As the budget year winds down, House and Senate leaders came up with a compromise deal on a budget for fiscal 2017. But a hard reality remains: Lawmakers are grappling with a revenue shortfall that could reach up to $950 million for the coming year.
One relatively small but important line item already faces damaging cuts: state funding for youth jobs. Lawmakers who would take away summer work for teens fail to see the clear return on investment in providing meaningful support for a youth job market that is increasingly challenging.
The program provides money for YouthWorks, which pays the wages of 4,400 low-income teens in eligible cities who work for nonprofits or local government agencies in the summer. The Senate originally proposed the same funding amount as last year, $11.5 million. Level-funding actually means 600 fewer positions, though, because of the rise in the state’s minimum-wage increase to $10 per hour this year and $11 per hour next year. Maintaining the number of positions would take $13.34 million. But the compromise budget bill lawmakers filed Wednesday night included $10.2 million for the program, which translates into about 1,000 jobs lost.
The summer job reductions come in a shrinking youth employment market. Teen employment has dropped significantly since the late 1990s, when more than 50 percent of teenagers had jobs. The number now is below 30 percent, and as the minimum wage continues to rise, that percentage will be challenging to maintain. Advocates estimate that only 1 in 4 teens who apply for state-funded jobs actually gets work.

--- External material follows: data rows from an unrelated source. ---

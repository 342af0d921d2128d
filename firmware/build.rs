//! Places the linker scripts and links the vendor NFC and power routines.

use std::env;
use std::fs;
use std::path::PathBuf;

fn main() {
    let out = PathBuf::from(env::var_os("OUT_DIR").unwrap());
    fs::write(out.join("memory.x"), include_bytes!("memory.x")).unwrap();
    fs::write(out.join("device.x"), include_bytes!("device.x")).unwrap();
    println!("cargo:rustc-link-search={}", out.display());

    // static library built from the chip SDK: ndeft2t, tmeas, timer, eeprom, pmu
    println!("cargo:rerun-if-env-changed=LPC8N04_SDK_LIB");
    if let Some(dir) = env::var_os("LPC8N04_SDK_LIB") {
        println!("cargo:rustc-link-search={}", PathBuf::from(dir).display());
    }
    println!("cargo:rustc-link-lib=static=lpc8n04sdk");

    println!("cargo:rerun-if-changed=memory.x");
    println!("cargo:rerun-if-changed=device.x");
    println!("cargo:rerun-if-changed=build.rs");
}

The value of introducing teens to the workplace, especially those from less privileged areas, where jobs are generally less available, cannot be overstated. Massachusetts has a strong economy, but it risks leaving too many potential workers behind. Lawmakers should make state-funded jobs for youth a clear priority. Should economic predictions for the Commonwealth improve in the near future, they must restore funding for YouthWorks to support upward of 4,000 annual jobs.
A few million dollars in cuts is practically meaningless in the Legislature’s proposed $39.1 billion budget, but it would have very real impact for the most vulnerable teens in need of a foothold in the Massachusetts economy.